MATERIAL TO PROCESS:
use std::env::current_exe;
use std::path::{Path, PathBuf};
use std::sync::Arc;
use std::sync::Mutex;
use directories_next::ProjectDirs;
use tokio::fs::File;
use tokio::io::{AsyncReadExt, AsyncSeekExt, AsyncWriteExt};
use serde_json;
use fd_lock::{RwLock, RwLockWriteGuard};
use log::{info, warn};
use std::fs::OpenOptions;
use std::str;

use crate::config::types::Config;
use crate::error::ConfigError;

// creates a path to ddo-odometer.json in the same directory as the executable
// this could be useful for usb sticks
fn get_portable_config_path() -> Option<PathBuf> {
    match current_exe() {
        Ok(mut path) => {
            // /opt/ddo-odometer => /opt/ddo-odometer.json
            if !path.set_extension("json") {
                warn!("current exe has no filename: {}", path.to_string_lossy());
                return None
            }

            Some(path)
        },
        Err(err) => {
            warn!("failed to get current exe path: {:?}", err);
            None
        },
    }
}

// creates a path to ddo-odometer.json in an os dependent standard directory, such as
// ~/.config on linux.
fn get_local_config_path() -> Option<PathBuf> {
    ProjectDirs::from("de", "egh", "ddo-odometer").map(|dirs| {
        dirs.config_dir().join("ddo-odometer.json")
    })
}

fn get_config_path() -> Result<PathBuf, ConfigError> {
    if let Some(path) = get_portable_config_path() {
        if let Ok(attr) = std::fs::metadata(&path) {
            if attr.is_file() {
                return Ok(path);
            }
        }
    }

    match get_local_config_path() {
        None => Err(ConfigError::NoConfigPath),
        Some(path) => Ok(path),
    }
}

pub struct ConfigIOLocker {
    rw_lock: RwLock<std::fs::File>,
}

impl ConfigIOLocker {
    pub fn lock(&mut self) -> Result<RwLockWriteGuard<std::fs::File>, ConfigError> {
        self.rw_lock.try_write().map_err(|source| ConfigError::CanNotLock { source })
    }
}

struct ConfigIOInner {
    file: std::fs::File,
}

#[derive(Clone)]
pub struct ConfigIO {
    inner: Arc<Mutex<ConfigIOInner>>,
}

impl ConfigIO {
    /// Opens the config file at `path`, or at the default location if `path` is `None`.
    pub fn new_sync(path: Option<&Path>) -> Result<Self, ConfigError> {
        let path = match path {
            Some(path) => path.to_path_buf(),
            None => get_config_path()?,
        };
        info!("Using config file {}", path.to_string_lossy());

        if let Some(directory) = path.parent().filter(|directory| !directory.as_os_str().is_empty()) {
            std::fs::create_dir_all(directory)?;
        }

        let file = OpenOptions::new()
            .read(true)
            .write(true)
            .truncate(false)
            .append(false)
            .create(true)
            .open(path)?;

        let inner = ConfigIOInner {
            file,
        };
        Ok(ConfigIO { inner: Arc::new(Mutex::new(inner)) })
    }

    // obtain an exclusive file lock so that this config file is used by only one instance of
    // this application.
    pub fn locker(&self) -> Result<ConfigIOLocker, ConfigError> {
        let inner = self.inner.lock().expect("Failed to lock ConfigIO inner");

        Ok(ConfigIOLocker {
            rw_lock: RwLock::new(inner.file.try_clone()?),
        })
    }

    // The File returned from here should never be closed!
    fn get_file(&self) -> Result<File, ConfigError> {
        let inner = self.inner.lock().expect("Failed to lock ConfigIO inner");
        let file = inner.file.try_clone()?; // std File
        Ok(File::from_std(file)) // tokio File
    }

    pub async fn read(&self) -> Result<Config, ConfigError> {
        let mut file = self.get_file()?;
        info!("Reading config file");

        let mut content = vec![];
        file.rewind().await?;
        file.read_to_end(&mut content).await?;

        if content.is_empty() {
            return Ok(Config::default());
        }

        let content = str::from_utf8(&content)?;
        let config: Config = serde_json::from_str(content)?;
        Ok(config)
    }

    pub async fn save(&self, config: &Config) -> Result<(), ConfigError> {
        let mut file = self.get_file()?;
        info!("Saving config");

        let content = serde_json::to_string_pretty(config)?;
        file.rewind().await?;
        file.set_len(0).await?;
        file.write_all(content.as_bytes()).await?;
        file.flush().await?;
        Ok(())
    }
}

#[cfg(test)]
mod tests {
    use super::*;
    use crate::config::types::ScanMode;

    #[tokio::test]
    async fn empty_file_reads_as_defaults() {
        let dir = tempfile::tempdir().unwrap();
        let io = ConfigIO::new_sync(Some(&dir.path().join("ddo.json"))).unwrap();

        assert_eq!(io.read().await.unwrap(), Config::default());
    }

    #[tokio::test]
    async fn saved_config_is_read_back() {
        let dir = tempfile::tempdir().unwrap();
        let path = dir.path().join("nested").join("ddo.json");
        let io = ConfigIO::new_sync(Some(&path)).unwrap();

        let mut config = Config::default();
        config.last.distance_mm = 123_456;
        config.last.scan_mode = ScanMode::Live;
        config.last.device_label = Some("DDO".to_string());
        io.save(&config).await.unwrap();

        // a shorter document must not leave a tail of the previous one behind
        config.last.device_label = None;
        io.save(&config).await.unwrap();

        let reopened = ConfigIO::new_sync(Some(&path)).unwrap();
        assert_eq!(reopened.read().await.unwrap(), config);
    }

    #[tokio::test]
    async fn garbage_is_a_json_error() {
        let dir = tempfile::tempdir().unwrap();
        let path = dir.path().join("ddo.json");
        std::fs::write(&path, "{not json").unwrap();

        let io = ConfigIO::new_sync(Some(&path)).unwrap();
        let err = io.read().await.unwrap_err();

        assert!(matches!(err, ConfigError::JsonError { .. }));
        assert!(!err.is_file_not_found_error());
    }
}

WHAT THE TASK REQUIRES: Reproduce verbatim the lines above, from the line with "file.set_len(0).await?;" through the line with "let mut config = Config::default();".

FINISHED EXERCISE:
        file.set_len(0).await?;
        file.write_all(content.as_bytes()).await?;
        file.flush().await?;
        Ok(())
    }
}

#[cfg(test)]
mod tests {
    use super::*;
    use crate::config::types::ScanMode;

    #[tokio::test]
    async fn empty_file_reads_as_defaults() {
        let dir = tempfile::tempdir().unwrap();
        let io = ConfigIO::new_sync(Some(&dir.path().join("ddo.json"))).unwrap();

        assert_eq!(io.read().await.unwrap(), Config::default());
    }

    #[tokio::test]
    async fn saved_config_is_read_back() {
        let dir = tempfile::tempdir().unwrap();
        let path = dir.path().join("nested").join("ddo.json");
        let io = ConfigIO::new_sync(Some(&path)).unwrap();

        let mut config = Config::default();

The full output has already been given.